Maxwell noted that South Korea also shows off how its special operations forces are experts at martial arts. In videos like these, South Korean troops can be shown training for hand knife fighting, demolishing their own cinder blocks, and performing Chuck Norris-like kicks to a cheering crowd.

FILE PHOTO: South Korean soldiers show their skills of martial arts during a drill as part of the Ulchi Taeguk exercises in Goyang, South Korea. (AP Photo/Lee Jin-man, File)

The most recent North Korean action fest was part of Kim’s exhibition of his country’s newest and most sophisticated weaponry, including Intercontinental Ballistic Missiles and an apparent hypersonic weapon. This spectacle has included its share of bizarre moments, such as when Kim reportedly said that he felt “bottomless pride” as he touched the missile, according to the BBC.

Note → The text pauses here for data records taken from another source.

#![allow(dead_code)]

use std::path::Path;
use std::sync::atomic::{AtomicU32, AtomicUsize, Ordering};
use std::sync::Arc;
use std::time::Duration;

use async_trait::async_trait;
use carlitos_core::analysis::AnalysisStatus;
use carlitos_core::pose::{Landmark, LANDMARK_COUNT};
use carlitos_core::retry::RetryPolicy;
use carlitos_pipeline::config::AnalysisConfig;
use carlitos_pipeline::decoder::{DecodeError, DecodedFrame, FrameReader, VideoDecoder};
use carlitos_pipeline::detector::{DetectorError, PoseDetector, PoseDetectorProvider};
use carlitos_pipeline::extractor::LandmarkExtractor;
use carlitos_pipeline::feedback::FeedbackService;
use carlitos_pipeline::job::AnalysisJobRunner;
use carlitos_pipeline::knowledge::StaticKnowledgeBase;
use carlitos_pipeline::llm::{LanguageModel, LlmError};
use carlitos_pipeline::memory::{MemoryAnalysisStore, MemoryJobQueue};
use carlitos_pipeline::service::AnalysisService;
use carlitos_pipeline::storage::LocalStorage;
use carlitos_pipeline::store::{AnalysisStore, VideoRef};
use carlitos_worker::config::WorkerConfig;
use carlitos_worker::pool::WorkerPool;
use image::RgbImage;
use tempfile::TempDir;
use uuid::Uuid;

pub const FRAMES: u64 = 3;

/// Emits [`FRAMES`] blank frames for any file.
pub struct BlankDecoder;

struct BlankReader {
    next: u64,
}

#[async_trait]
impl FrameReader for BlankReader {
    async fn next_frame(&mut self) -> Result<Option<DecodedFrame>, DecodeError> {
        if self.next == FRAMES {
            return Ok(None);
        }
        self.next += 1;
        Ok(Some(DecodedFrame {
            index: self.next - 1,
            timestamp: (self.next - 1) as f64 / 25.0,
            image: RgbImage::new(2, 2),
        }))
    }
}

#[async_trait]
impl VideoDecoder for BlankDecoder {
    async fn open(&self, _path: &Path) -> Result<Box<dyn FrameReader>, DecodeError> {
        Ok(Box::new(BlankReader { next: 0 }))
    }
}

/// Detector sessions opened so far, and how many ran at the same time.
#[derive(Default)]
pub struct SessionCounters {
    pub created: AtomicUsize,
    pub active: AtomicUsize,
    pub max_active: AtomicUsize,
}

/// Finds a standing pose in every frame, taking `frame_delay` per frame;
/// the first `failures` sessions fail to start.
#[derive(Default)]
pub struct StandingDetector {
    pub failures: AtomicU32,
    pub frame_delay: Duration,
    pub sessions: Arc<SessionCounters>,
}

struct StandingSession {
    frame_delay: Duration,
    counters: Arc<SessionCounters>,
}

impl Drop for StandingSession {
    fn drop(&mut self) {
        self.counters.active.fetch_sub(1, Ordering::SeqCst);
    }
}

#[async_trait]
impl PoseDetector for StandingSession {
    async fn detect(
        &mut self,
        _frame: &DecodedFrame,
    ) -> Result<Option<Vec<Landmark>>, DetectorError> {
        if !self.frame_delay.is_zero() {
            tokio::time::sleep(self.frame_delay).await;
        }
        let landmarks = (0..LANDMARK_COUNT)
            .map(|i| Landmark::new(0.5, i as f64 / LANDMARK_COUNT as f64, 0.0, 0.9))
            .collect();
        Ok(Some(landmarks))
    }
}

#[async_trait]
impl PoseDetectorProvider for StandingDetector {
    async fn create(&self) -> Result<Box<dyn PoseDetector>, DetectorError> {
        let failed = self
            .failures
            .fetch_update(Ordering::SeqCst, Ordering::SeqCst, |n| n.checked_sub(1))
            .is_ok();
        if failed {
            return Err(DetectorError::Unavailable("warming up".into()));
        }
        let counters = &self.sessions;
        counters.created.fetch_add(1, Ordering::SeqCst);
        let active = counters.active.fetch_add(1, Ordering::SeqCst) + 1;
        counters.max_active.fetch_max(active, Ordering::SeqCst);
        Ok(Box::new(StandingSession {
            frame_delay: self.frame_delay,
            counters: Arc::clone(counters),
        }))
    }
}

/// Feedback is not exercised by the worker.
pub struct NoModel;

#[async_trait]
impl LanguageModel for NoModel {
    async fn generate_structured(
        &self,
        _prompt: &str,
        _schema: &serde_json::Value,
    ) -> Result<String, LlmError> {
        Err(LlmError::NotConfigured)
    }
}

pub struct TestWorker {
    pub dir: TempDir,
    pub store: Arc<MemoryAnalysisStore>,
    pub queue: Arc<MemoryJobQueue>,
    pub detector: Arc<StandingDetector>,
    pub service: AnalysisService,
    pub pool: WorkerPool,
}

impl TestWorker {
    pub fn new(concurrency: usize) -> Self {
        Self::build(concurrency, StandingDetector::default(), Duration::from_secs(60))
    }

    /// A pool whose analysis lease and queue claim last `lease`.
    pub fn build(concurrency: usize, detector: StandingDetector, lease: Duration) -> Self {
        let dir = tempfile::tempdir().unwrap();
        let store = Arc::new(MemoryAnalysisStore::new());
        let queue = Arc::new(MemoryJobQueue::new());
        let detector = Arc::new(detector);

        let analysis = AnalysisConfig {
            retry: RetryPolicy::fixed(3, Duration::from_millis(20)),
            lease,
        };
        let extractor = Arc::new(LandmarkExtractor::new(
            Arc::new(LocalStorage::new(dir.path().to_path_buf())),
            Arc::new(BlankDecoder),
            detector.clone(),
        ));
        let runner = Arc::new(AnalysisJobRunner::new(
            store.clone(),
            extractor,
            analysis.retry,
            analysis.lease,
        ));
        let pool = WorkerPool::new(
            queue.clone(),
            runner,
            WorkerConfig {
                concurrency,
                poll_interval: Duration::from_millis(10),
                analysis,
            },
        );
        let feedback = FeedbackService::new(
            store.clone(),
            Arc::new(StaticKnowledgeBase::default()),
            Arc::new(NoModel),
        );
        let service = AnalysisService::new(store.clone(), queue.clone(), feedback);

        Self {
            dir,
            store,
            queue,
            detector,
            service,
            pool,
        }
    }

    /// Write a video file and register it.
    pub fn add_video(&self) -> Uuid {
        let id = Uuid::new_v4();
        let key = format!("{id}.mp4");
        std::fs::write(self.dir.path().join(&key), b"not really a video").unwrap();
        self.store.insert_video(VideoRef {
            id,
            storage_path: key,
            stroke_type: None,
        });
        id
    }

    pub async fn status(&self, video_id: Uuid) -> AnalysisStatus {
        self.store
            .find_analysis(video_id)
            .await
            .unwrap()
            .unwrap()
            .status
    }

    /// Poll until every analysis has reached a terminal status.
    pub async fn wait_until_finished(&self, videos: &[Uuid]) {
        tokio::time::timeout(Duration::from_secs(10), async {
            loop {
                let mut done = true;
                for id in videos {
                    done &= self.status(*id).await.is_terminal();
                }
                if done {
                    return;
                }
                tokio::time::sleep(Duration::from_millis(10)).await;
            }
        })
        .await
        .expect("analyses did not finish in time");
    }
}
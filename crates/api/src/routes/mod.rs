pub mod health;
pub mod videos;

use axum::Router;

use crate::state::AppState;

/// Build the `/api/v1` route tree.
///
/// ```text
/// /videos/{id}/analyze        submit or re-trigger (POST)
/// /videos/{id}/analysis       status and frames (GET)
/// /videos/{id}/feedback       cached or generated feedback (POST)
/// ```
pub fn api_routes() -> Router<AppState> {
    Router::new().nest("/videos", videos::router())
}
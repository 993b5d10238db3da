//! Environment-driven configuration for the pipeline's collaborators.
//!
//! Every loader has a `from_lookup` form taking a variable lookup function
//! so tests can supply values without touching the process environment.

use std::path::PathBuf;
use std::str::FromStr;
use std::time::Duration;

use carlitos_core::ffmpeg::FfmpegTools;
use carlitos_core::retry::{Backoff, RetryPolicy, DEFAULT_BACKOFF, DEFAULT_MAX_ATTEMPTS};

#[derive(Debug, thiserror::Error)]
pub enum ConfigError {
    #[error("{0} must be set")]
    Missing(&'static str),

    #[error("{var} has invalid value '{value}': {reason}")]
    Invalid {
        var: &'static str,
        value: String,
        reason: String,
    },
}

/// Lookup function used by the `from_lookup` constructors.
pub trait Lookup: Fn(&str) -> Option<String> {}
impl<F: Fn(&str) -> Option<String>> Lookup for F {}

/// Lookup backed by the process environment.
pub fn process_env(var: &str) -> Option<String> {
    std::env::var(var).ok()
}

/// Value of `var`, or `default` when unset or blank.
pub fn string_or(lookup: &impl Lookup, var: &str, default: &str) -> String {
    lookup(var)
        .filter(|v| !v.trim().is_empty())
        .unwrap_or_else(|| default.to_string())
}

/// Parsed value of `var`, or `default` when unset or blank.
pub fn parse_or<T>(lookup: &impl Lookup, var: &'static str, default: T) -> Result<T, ConfigError>
where
    T: FromStr,
    T::Err: std::fmt::Display,
{
    match lookup(var).filter(|v| !v.trim().is_empty()) {
        None => Ok(default),
        Some(value) => value.trim().parse().map_err(|e: T::Err| ConfigError::Invalid {
            var,
            reason: e.to_string(),
            value,
        }),
    }
}

// ---------------------------------------------------------------------------
// Analysis attempts
// ---------------------------------------------------------------------------

/// Attempt budget and lease for analysis jobs.
#[derive(Debug, Clone)]
pub struct AnalysisConfig {
    pub retry: RetryPolicy,
    /// How long a worker holds an analysis (and its queue message) before
    /// another worker may take over.
    pub lease: Duration,
}

impl Default for AnalysisConfig {
    fn default() -> Self {
        Self {
            retry: RetryPolicy::default(),
            lease: Duration::from_secs(1800),
        }
    }
}

impl AnalysisConfig {
    /// | Env Var                           | Default |
    /// |-----------------------------------|---------|
    /// | `ANALYSIS_MAX_ATTEMPTS`           | `3`     |
    /// | `ANALYSIS_RETRY_BACKOFF_SECS`     | `60`    |
    /// | `ANALYSIS_RETRY_BACKOFF_MAX_SECS` | unset   |
    /// | `QUEUE_LEASE_SECS`                | `1800`  |
    ///
    /// Setting `ANALYSIS_RETRY_BACKOFF_MAX_SECS` doubles the delay after
    /// each failed attempt, up to that cap.
    pub fn from_env() -> Result<Self, ConfigError> {
        Self::from_lookup(process_env)
    }

    pub fn from_lookup(lookup: impl Lookup) -> Result<Self, ConfigError> {
        let max_attempts: i32 = parse_or(&lookup, "ANALYSIS_MAX_ATTEMPTS", DEFAULT_MAX_ATTEMPTS)?;
        if max_attempts < 1 {
            return Err(ConfigError::Invalid {
                var: "ANALYSIS_MAX_ATTEMPTS",
                value: max_attempts.to_string(),
                reason: "must be at least 1".into(),
            });
        }
        let backoff_secs: u64 = parse_or(
            &lookup,
            "ANALYSIS_RETRY_BACKOFF_SECS",
            DEFAULT_BACKOFF.as_secs(),
        )?;
        let base = Duration::from_secs(backoff_secs);
        let capped = lookup("ANALYSIS_RETRY_BACKOFF_MAX_SECS").is_some_and(|v| !v.trim().is_empty());
        let backoff = if capped {
            let max_secs: u64 = parse_or(&lookup, "ANALYSIS_RETRY_BACKOFF_MAX_SECS", 0)?;
            Backoff::Exponential {
                base,
                max: Duration::from_secs(max_secs).max(base),
            }
        } else {
            Backoff::Fixed(base)
        };
        let lease_secs: u64 = parse_or(&lookup, "QUEUE_LEASE_SECS", 1800)?;

        Ok(Self {
            retry: RetryPolicy {
                max_attempts,
                backoff,
            },
            lease: Duration::from_secs(lease_secs),
        })
    }
}

// ---------------------------------------------------------------------------
// Video storage
// ---------------------------------------------------------------------------

/// S3-compatible (MinIO) connection settings.
#[derive(Debug, Clone)]
pub struct S3Config {
    /// Host and port, without scheme.
    pub endpoint: String,
    pub access_key: String,
    pub secret_key: String,
    pub bucket: String,
    pub secure: bool,
    pub region: String,
}

impl S3Config {
    /// Endpoint URL with the scheme implied by `secure`.
    pub fn endpoint_url(&self) -> String {
        if self.endpoint.starts_with("http://") || self.endpoint.starts_with("https://") {
            return self.endpoint.clone();
        }
        let scheme = if self.secure { "https" } else { "http" };
        format!("{scheme}://{}", self.endpoint)
    }
}

#[derive(Debug, Clone)]
pub enum StorageConfig {
    S3(S3Config),
    Local { root: PathBuf },
}

impl StorageConfig {
    /// | Env Var              | Default          |
    /// |----------------------|------------------|
    /// | `STORAGE_BACKEND`    | `s3`             |
    /// | `MINIO_ENDPOINT`     | `localhost:9000` |
    /// | `MINIO_ACCESS_KEY`   | required for s3  |
    /// | `MINIO_SECRET_KEY`   | required for s3  |
    /// | `MINIO_BUCKET_NAME`  | `videos`         |
    /// | `MINIO_SECURE`       | `false`          |
    /// | `MINIO_REGION`       | `us-east-1`      |
    /// | `LOCAL_STORAGE_ROOT` | `./storage`      |
    pub fn from_env() -> Result<Self, ConfigError> {
        Self::from_lookup(process_env)
    }

    pub fn from_lookup(lookup: impl Lookup) -> Result<Self, ConfigError> {
        match string_or(&lookup, "STORAGE_BACKEND", "s3").as_str() {
            "s3" => Ok(StorageConfig::S3(S3Config {
                endpoint: string_or(&lookup, "MINIO_ENDPOINT", "localhost:9000"),
                access_key: lookup("MINIO_ACCESS_KEY")
                    .ok_or(ConfigError::Missing("MINIO_ACCESS_KEY"))?,
                secret_key: lookup("MINIO_SECRET_KEY")
                    .ok_or(ConfigError::Missing("MINIO_SECRET_KEY"))?,
                bucket: string_or(&lookup, "MINIO_BUCKET_NAME", "videos"),
                secure: parse_or(&lookup, "MINIO_SECURE", false)?,
                region: string_or(&lookup, "MINIO_REGION", "us-east-1"),
            })),
            "local" => Ok(StorageConfig::Local {
                root: PathBuf::from(string_or(&lookup, "LOCAL_STORAGE_ROOT", "./storage")),
            }),
            other => Err(ConfigError::Invalid {
                var: "STORAGE_BACKEND",
                value: other.to_string(),
                reason: "expected 's3' or 'local'".into(),
            }),
        }
    }
}

// ---------------------------------------------------------------------------
// Extraction
// ---------------------------------------------------------------------------

/// Decoder binaries and the pose-detection service.
#[derive(Debug, Clone)]
pub struct ExtractorConfig {
    pub pose_service_url: String,
    pub ffmpeg: FfmpegTools,
}

impl ExtractorConfig {
    /// | Env Var            | Default                 |
    /// |--------------------|-------------------------|
    /// | `POSE_SERVICE_URL` | `http://localhost:8500` |
    /// | `FFMPEG_BIN`       | `ffmpeg`                |
    /// | `FFPROBE_BIN`      | `ffprobe`               |
    pub fn from_env() -> Self {
        Self::from_lookup(process_env)
    }

    pub fn from_lookup(lookup: impl Lookup) -> Self {
        Self {
            pose_service_url: string_or(&lookup, "POSE_SERVICE_URL", "http://localhost:8500")
                .trim_end_matches('/')
                .to_string(),
            ffmpeg: FfmpegTools {
                ffmpeg: PathBuf::from(string_or(&lookup, "FFMPEG_BIN", "ffmpeg")),
                ffprobe: PathBuf::from(string_or(&lookup, "FFPROBE_BIN", "ffprobe")),
            },
        }
    }
}

// ---------------------------------------------------------------------------
// Language model
// ---------------------------------------------------------------------------

/// Gemini settings. A missing key is not an error: feedback then degrades.
#[derive(Debug, Clone)]
pub struct GeminiConfig {
    pub api_key: Option<String>,
    pub model: String,
    pub api_base: String,
}

impl GeminiConfig {
    /// | Env Var           | Default                                            |
    /// |-------------------|----------------------------------------------------|
    /// | `GEMINI_API_KEY`  | unset (feedback degrades)                          |
    /// | `GEMINI_MODEL`    | `gemini-2.0-flash`                                 |
    /// | `GEMINI_API_BASE` | `https://generativelanguage.googleapis.com/v1beta` |
    pub fn from_env() -> Self {
        Self::from_lookup(process_env)
    }

    pub fn from_lookup(lookup: impl Lookup) -> Self {
        Self {
            api_key: lookup("GEMINI_API_KEY").filter(|k| !k.trim().is_empty()),
            model: string_or(&lookup, "GEMINI_MODEL", "gemini-2.0-flash"),
            api_base: string_or(
                &lookup,
                "GEMINI_API_BASE",
                "https://generativelanguage.googleapis.com/v1beta",
            )
            .trim_end_matches('/')
            .to_string(),
        }
    }
}
//! Analysis worker: a bounded pool of queue consumers running analysis
//! attempts.

pub mod config;
pub mod pool;
//! Pose detection behind an HTTP service.
//!
//! The detector model is opaque: frames go out as PNG, landmarks come back
//! in the fixed 33-point ordering.
//!
//! ```text
//! GET  {base}/health             -> 2xx when the model is loaded
//! POST {base}/v1/pose  image/png -> { "landmarks": [{x, y, z, visibility}, ...] | null }
//! ```

use std::io::Cursor;

use async_trait::async_trait;
use carlitos_core::pose::Landmark;
use image::ImageFormat;
use serde::Deserialize;

use crate::decoder::DecodedFrame;

#[derive(Debug, thiserror::Error)]
pub enum DetectorError {
    #[error("pose service request failed: {0}")]
    Request(#[from] reqwest::Error),

    #[error("pose service error ({status}): {body}")]
    Api { status: u16, body: String },

    #[error("pose service unavailable: {0}")]
    Unavailable(String),

    #[error("frame encoding failed: {0}")]
    Encode(String),
}

/// A detector session used for the frames of one extraction.
#[async_trait]
pub trait PoseDetector: Send {
    /// Landmarks for the frame, or `None` when no person was found.
    async fn detect(&mut self, frame: &DecodedFrame) -> Result<Option<Vec<Landmark>>, DetectorError>;
}

/// Creates detector sessions; creation failing is an initialization error.
#[async_trait]
pub trait PoseDetectorProvider: Send + Sync {
    async fn create(&self) -> Result<Box<dyn PoseDetector>, DetectorError>;
}

#[derive(Debug, Deserialize)]
struct PoseResponse {
    landmarks: Option<Vec<Landmark>>,
}

/// Ensure the response has a success status code.
async fn ensure_success(response: reqwest::Response) -> Result<reqwest::Response, DetectorError> {
    let status = response.status();
    if status.is_success() {
        return Ok(response);
    }
    let body = response
        .text()
        .await
        .unwrap_or_else(|e| format!("<failed to read body: {e}>"));
    Err(DetectorError::Api {
        status: status.as_u16(),
        body,
    })
}

pub struct HttpPoseDetectorProvider {
    client: reqwest::Client,
    base_url: String,
}

impl HttpPoseDetectorProvider {
    pub fn new(base_url: String) -> Self {
        Self::with_client(reqwest::Client::new(), base_url)
    }

    pub fn with_client(client: reqwest::Client, base_url: String) -> Self {
        Self { client, base_url }
    }
}

#[async_trait]
impl PoseDetectorProvider for HttpPoseDetectorProvider {
    async fn create(&self) -> Result<Box<dyn PoseDetector>, DetectorError> {
        let response = self
            .client
            .get(format!("{}/health", self.base_url))
            .send()
            .await
            .map_err(|e| DetectorError::Unavailable(e.to_string()))?;
        ensure_success(response).await?;

        Ok(Box::new(HttpPoseDetector {
            client: self.client.clone(),
            endpoint: format!("{}/v1/pose", self.base_url),
        }))
    }
}

pub struct HttpPoseDetector {
    client: reqwest::Client,
    endpoint: String,
}

/// PNG-encode a frame off the async runtime.
async fn encode_png(frame: &DecodedFrame) -> Result<Vec<u8>, DetectorError> {
    let image = frame.image.clone();
    tokio::task::spawn_blocking(move || {
        let mut buf = Cursor::new(Vec::new());
        image
            .write_to(&mut buf, ImageFormat::Png)
            .map(|()| buf.into_inner())
            .map_err(|e| DetectorError::Encode(e.to_string()))
    })
    .await
    .map_err(|e| DetectorError::Encode(e.to_string()))?
}

#[async_trait]
impl PoseDetector for HttpPoseDetector {
    async fn detect(&mut self, frame: &DecodedFrame) -> Result<Option<Vec<Landmark>>, DetectorError> {
        let png = encode_png(frame).await?;
        let response = self
            .client
            .post(&self.endpoint)
            .header(reqwest::header::CONTENT_TYPE, "image/png")
            .body(png)
            .send()
            .await?;
        let response = ensure_success(response).await?;
        let parsed: PoseResponse = response.json().await?;
        Ok(parsed.landmarks.filter(|l| !l.is_empty()))
    }
}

In a photo with Kim and nearly 30 North Korean soldiers, one of the troops can be seen wearing a skin-tight blue outfit that has earned him the nickname “captain DPRK” and “rocket man” on social media, the Associated Press reported.

While other oppressive regimes often show off their military in propaganda to project strength, North Korea appears to be in a world of its own, said Jeffrey Lewis, director of the East Asia Nonproliferation Program at the Middlebury Institute’s James Martin Center for Nonproliferation Studies.

People watch a TV screen showing an image of North Korean leader Kim Jong Un during a news program at the Seoul Railway Station in Seoul, South Korea, Tuesday, Oct. 12, 2021. Korean letters read: “Kim Jong Un attends Defense Development Exhibition.” (AP Photo/Ahn Young-joon)

“I would say that North Korean propaganda, when it comes to this stuff, is just more over the top,” Lewis said. “So, I wouldn’t describe it as being typical of authoritarian regimes. There may be things that are similar, but this is something that we see over, and over, and over again in North Korean propaganda.”

But Maxwell said he did not see anything substantively different in North Korean propaganda compared to other regimes.

“In terms of the military hooah videos there is nothing really unique about it,” said Maxwell, a retired Green Beret. “Most major militaries put out videos along these lines and show off their cool guy capabilities to include the U.S. military.”  

For now, the Pentagon is not commenting on North Korea’s latest propaganda video, but one thing is certain: No cinder block or concrete slab is safe from North Korea’s shirtless soldiers.